Workshop im Staatsarchiv
10.10.2009 (10:00 - 16:00)
„...und ersuche Sie gleichzeitig, das Theatergebäude bis auf weiteres nicht zu betreten.“ Die Vertreibung der „Juden“ aus den hessischen Theatern 1933 bis 1945
Einladung zum Workshop im Hessischen Staatsarchiv Darmstadt, 10. Oktober 2009,
10 – 16 Uhr
Das Landestheater Darmstadt zum Gegenstand einer Ausstellung über die ab 1933 einsetzende Vertreibung der jüdischen und politisch untragbaren Ensemblemitglieder zu machen, ist nicht nur erfolgt, weil Darmstadt damals die Hauptstadt des Volksstaats Hessen war. Es lag auch nahe, weil das Landestheater vor allem unter dem stilbildenden Intendanten und Regisseur Gustav Hartung als eine der spannendsten Bühnen, als Deutschlands „wichtigstes Provinztheater“ galt. Aber auch die Staatstheater Wiesbaden und Kassel wie das Stadttheater Frankfurt waren Spiegel der damaligen ästhetischen Revolution auf den deutschen Bühnen. Das machte sie – wie das Darmstädter Landestheater – zum Hassobjekt des vom deutschnationalen Bürgertum getragenen Kulturkampfes, der ab 1929/30 von der NSDAP dominiert und radikalisiert wurde.

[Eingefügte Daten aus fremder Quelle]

//! Time utilities for flashdeck
//!
//! All scheduling timestamps are UTC. The engine never reads the system
//! clock directly; it asks a [`Clock`], so tests can pin `now`.
//!
//! # Mock Time for Development
//!
//! In debug builds, the `FLASHDECK_MOCK_TIME` environment variable shifts the
//! [`SystemClock`] so that manual testing of due dates does not require
//! waiting days. The mock time advances at the real rate.
//!
//! Format: `YYYY-MM-DD HH:MM:SS` (UTC, e.g. `2025-12-25 14:30:00`)

use chrono::{DateTime, NaiveDateTime, TimeZone, Utc};
use std::sync::{Mutex, OnceLock};

/// Environment variable name for mock time (debug builds only)
pub const MOCK_TIME_ENV_VAR: &str = "FLASHDECK_MOCK_TIME";

const MOCK_TIME_FORMAT: &str = "%Y-%m-%d %H:%M:%S";

static MOCK_TIME_OFFSET: OnceLock<Option<chrono::Duration>> = OnceLock::new();

#[allow(clippy::disallowed_methods)] // wraps Utc::now()
fn get_mock_time_offset() -> Option<chrono::Duration> {
    *MOCK_TIME_OFFSET.get_or_init(|| {
        #[cfg(debug_assertions)]
        {
            if let Ok(mock_time_str) = std::env::var(MOCK_TIME_ENV_VAR) {
                match parse_mock_time(&mock_time_str) {
                    Some(mock_dt) => {
                        let offset = mock_dt.signed_duration_since(Utc::now());
                        tracing::info!(
                            mock_time = %mock_time_str,
                            offset_secs = offset.num_seconds(),
                            "Mock time enabled"
                        );
                        return Some(offset);
                    }
                    None => {
                        tracing::warn!(
                            mock_time = %mock_time_str,
                            expected_format = MOCK_TIME_FORMAT,
                            "Invalid mock time format"
                        );
                    }
                }
            }
            None
        }
        #[cfg(not(debug_assertions))]
        {
            None
        }
    })
}

fn parse_mock_time(value: &str) -> Option<DateTime<Utc>> {
    NaiveDateTime::parse_from_str(value, MOCK_TIME_FORMAT)
        .ok()
        .map(|naive| Utc.from_utc_datetime(&naive))
}

/// Returns whether mock time is currently active.
pub fn is_mock_time_active() -> bool {
    get_mock_time_offset().is_some()
}

/// Current UTC time, respecting mock time in debug builds.
#[allow(clippy::disallowed_methods)]
pub fn now() -> DateTime<Utc> {
    let real_now = Utc::now();

    match get_mock_time_offset() {
        Some(offset) => real_now + offset,
        None => real_now,
    }
}

/// Source of "now" for the scheduling engine
pub trait Clock: Send + Sync {
    fn now(&self) -> DateTime<Utc>;
}

/// Wall clock (with mock-time support)
#[derive(Debug, Clone, Copy, Default)]
pub struct SystemClock;

impl Clock for SystemClock {
    fn now(&self) -> DateTime<Utc> {
        now()
    }
}

/// Manually driven clock for tests and simulations
#[derive(Debug)]
pub struct FixedClock {
    current: Mutex<DateTime<Utc>>,
}

impl FixedClock {
    pub fn new(at: DateTime<Utc>) -> Self {
        Self {
            current: Mutex::new(at),
        }
    }

    pub fn set(&self, at: DateTime<Utc>) {
        *self.lock() = at;
    }

    pub fn advance(&self, by: chrono::Duration) {
        let mut current = self.lock();
        *current += by;
    }

    fn lock(&self) -> std::sync::MutexGuard<'_, DateTime<Utc>> {
        // A poisoned clock still holds a valid timestamp.
        self.current.lock().unwrap_or_else(|e| e.into_inner())
    }
}

impl Clock for FixedClock {
    fn now(&self) -> DateTime<Utc> {
        *self.lock()
    }
}

/// Interval as shown to clients, e.g. `"0d"`, `"3d"`
pub fn format_interval(days: u32) -> String {
    format!("{}d", days)
}

/// Format a timestamp with full date and time.
pub fn format_datetime_full(dt: &DateTime<Utc>) -> String {
    dt.format("%Y-%m-%d %H:%M:%S").to_string()
}

#[cfg(test)]
mod tests {
    use super::*;
    use chrono::Datelike;

    #[test]
    fn test_format_interval() {
        assert_eq!(format_interval(0), "0d");
        assert_eq!(format_interval(1), "1d");
        assert_eq!(format_interval(365), "365d");
    }

    #[test]
    fn test_format_datetime_full() {
        let dt = Utc.with_ymd_and_hms(2025, 12, 25, 14, 30, 45).unwrap();
        assert_eq!(format_datetime_full(&dt), "2025-12-25 14:30:45");
    }

    #[test]
    fn test_now_returns_time() {
        let t = now();
        assert!(t.year() >= 2020);
        assert!(t.year() <= 2100);
    }

    #[test]
    fn test_fixed_clock_advances() {
        let t0 = Utc.with_ymd_and_hms(2025, 1, 1, 0, 0, 0).unwrap();
        let clock = FixedClock::new(t0);
        assert_eq!(clock.now(), t0);

        clock.advance(chrono::Duration::days(2));
        assert_eq!(clock.now(), t0 + chrono::Duration::days(2));

        clock.set(t0);
        assert_eq!(clock.now(), t0);
    }

    #[test]
    fn test_parse_mock_time() {
        let parsed = parse_mock_time("2025-12-25 14:30:00").unwrap();
        assert_eq!(parsed, Utc.with_ymd_and_hms(2025, 12, 25, 14, 30, 0).unwrap());

        for invalid in ["2025-12-25", "2025-12-25T14:30:00", "not a date", ""] {
            assert!(parse_mock_time(invalid).is_none(), "{invalid} should not parse");
        }
    }

    #[test]
    fn test_system_clock_tracks_now() {
        let clock = SystemClock;
        let a = clock.now();
        let b = now();
        assert!((b - a).num_seconds().abs() <= 1);
    }

    #[test]
    #[cfg(debug_assertions)]
    fn test_is_mock_time_active_does_not_panic() {
        let _ = is_mock_time_active();
    }
}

Auch der Aufstieg der Nazipartei, deren Wahlergebnisse im Volksstaat wie in den übrigen hessischen Gebieten über dem Reichsdurchschnitt lagen, verdankt sich gemeinsamen Bedingungen – der radikal-antisemitischen Böckel-Bewegung am Ende des 19. Jahrhunderts und den gewalttätigen völkischen Gruppen in der Frühzeit der Weimarer Republik. Die politischen Biografien der regionalen Führer der NSDAP wie Ferdinand Werner und Werner Best im Volksstaat, Jakob Sprenger und Roland Freisler in Hessen-Nassau und Hessen Kassel verweisen auf diesen Hintergrund.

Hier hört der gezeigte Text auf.